## Task statement
What you write must match exactly the lines from the one with "implement exactly one" through the last line of the material below.

## Source data
//! Word tokenization.

use super::descriptor;
use crate::Result;
use crate::plugins::{LinearPlugin, Plugin, PluginDescriptor, SettingsReader, tags, versioned_settings};
use crate::types::{Payload, Record, Settings, ThreadBudget};
use std::sync::atomic::{AtomicUsize, Ordering};

/// Splits text into word tokens, one record per token.
///
/// A token is a maximal run of alphanumeric characters and apostrophes.
/// Tokens shorter than `min_length` characters are discarded.
pub struct Tokenizer {
    descriptor: PluginDescriptor,
    min_length: AtomicUsize,
}

impl Tokenizer {
    pub fn new() -> Self {
        Self {
            descriptor: descriptor(
                "tokenizer",
                "Segmentation",
                "Split text into word tokens.",
                &[tags::TEXT],
                tags::TOKENS,
            ),
            min_length: AtomicUsize::new(1),
        }
    }

    fn tokens<'a>(&self, text: &'a str) -> impl Iterator<Item = &'a str> {
        let min_length = self.min_length.load(Ordering::Relaxed);
        text.split(|c: char| !c.is_alphanumeric() && c != '\'')
            .map(|t| t.trim_matches('\''))
            .filter(move |t| !t.is_empty() && t.chars().count() >= min_length)
    }
}

impl Default for Tokenizer {
    fn default() -> Self {
        Self::new()
    }
}

impl Plugin for Tokenizer {
    fn descriptor(&self) -> &PluginDescriptor {
        &self.descriptor
    }

    fn export_settings(&self, _suppress_warnings: bool) -> Settings {
        let mut exported = versioned_settings();
        exported.insert(
            "min_length".to_string(),
            self.min_length.load(Ordering::Relaxed).to_string(),
        );
        exported
    }

    fn import_settings(&self, settings: &Settings) -> Result<()> {
        let reader = SettingsReader::new(self.name(), settings, &["min_length"])?;
        let min_length: usize = reader.parse("min_length", 1)?;
        self.min_length.store(min_length, Ordering::Relaxed);
        Ok(())
    }
}

impl LinearPlugin for Tokenizer {
    fn run(&self, payload: Payload, _threads: ThreadBudget) -> Result<Payload> {
        let mut records = Vec::new();
        for record in &payload.records {
            for field in &record.fields {
                records.extend(
                    self.tokens(field)
                        .map(|token| Record::text(record.origin.clone(), record.segment, token)),
                );
            }
        }
        Ok(payload.with_records(records))
    }
}
//! Plugin system.
//!
//! Every stage of a pipeline is a plugin. All plugins share the [`Plugin`] base
//! trait (descriptor, lifecycle hooks, settings exchange, header contract) and
//! implement exactly one role trait:
//!
//! - [`InputPlugin`] - enumerates raw items
//! - [`LinearPlugin`] - transforms one payload into another
//! - [`OutputPlugin`] - renders rows and opens the destination
//!
//! Plugins are shared as `Arc<dyn Trait>` and called from many lanes at once,
//! so their methods take `&self` and any mutable state uses interior
//! mutability.
//!
//! # Type tags
//!
//! Compatibility between adjacent stages is decided by string tags: a stage's
//! `output_type` must appear in the next stage's `input_types`. The built-in
//! plugins use the tags in [`tags`].

mod input;
mod linear;
mod output;
pub mod registry;
mod settings;
mod stage;
mod traits;

pub use input::{InputPlugin, ItemStream};
pub use linear::LinearPlugin;
pub use output::{CreationMode, Destination, OutputPlugin};
pub use registry::{PluginRegistry, get_plugin_registry};
pub use settings::{SETTINGS_VERSION, SETTINGS_VERSION_KEY, SettingsReader, versioned_settings};
pub use stage::Stage;
pub use traits::{Plugin, PluginDescriptor, PluginKind};

/// Type tags used by the built-in plugins.
pub mod tags {
    /// Free text, one record per segment.
    pub const TEXT: &str = "text";
    /// One record per token, the token as the only field.
    pub const TOKENS: &str = "tokens";
    /// Computed value rows, one field per header column.
    pub const VALUES: &str = "values";
}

## Solution below
//! implement exactly one role trait:
//!
//! - [`InputPlugin`] - enumerates raw items
//! - [`LinearPlugin`] - transforms one payload into another
//! - [`OutputPlugin`] - renders rows and opens the destination
//!
//! Plugins are shared as `Arc<dyn Trait>` and called from many lanes at once,
//! so their methods take `&self` and any mutable state uses interior
//! mutability.
//!
//! # Type tags
//!
//! Compatibility between adjacent stages is decided by string tags: a stage's
//! `output_type` must appear in the next stage's `input_types`. The built-in
//! plugins use the tags in [`tags`].

mod input;
mod linear;
mod output;
pub mod registry;
mod settings;
mod stage;
mod traits;

pub use input::{InputPlugin, ItemStream};
pub use linear::LinearPlugin;
pub use output::{CreationMode, Destination, OutputPlugin};
pub use registry::{PluginRegistry, get_plugin_registry};
pub use settings::{SETTINGS_VERSION, SETTINGS_VERSION_KEY, SettingsReader, versioned_settings};
pub use stage::Stage;
pub use traits::{Plugin, PluginDescriptor, PluginKind};

/// Type tags used by the built-in plugins.
pub mod tags {
    /// Free text, one record per segment.
    pub const TEXT: &str = "text";
    /// One record per token, the token as the only field.
    pub const TOKENS: &str = "tokens";
    /// Computed value rows, one field per header column.
    pub const VALUES: &str = "values";
}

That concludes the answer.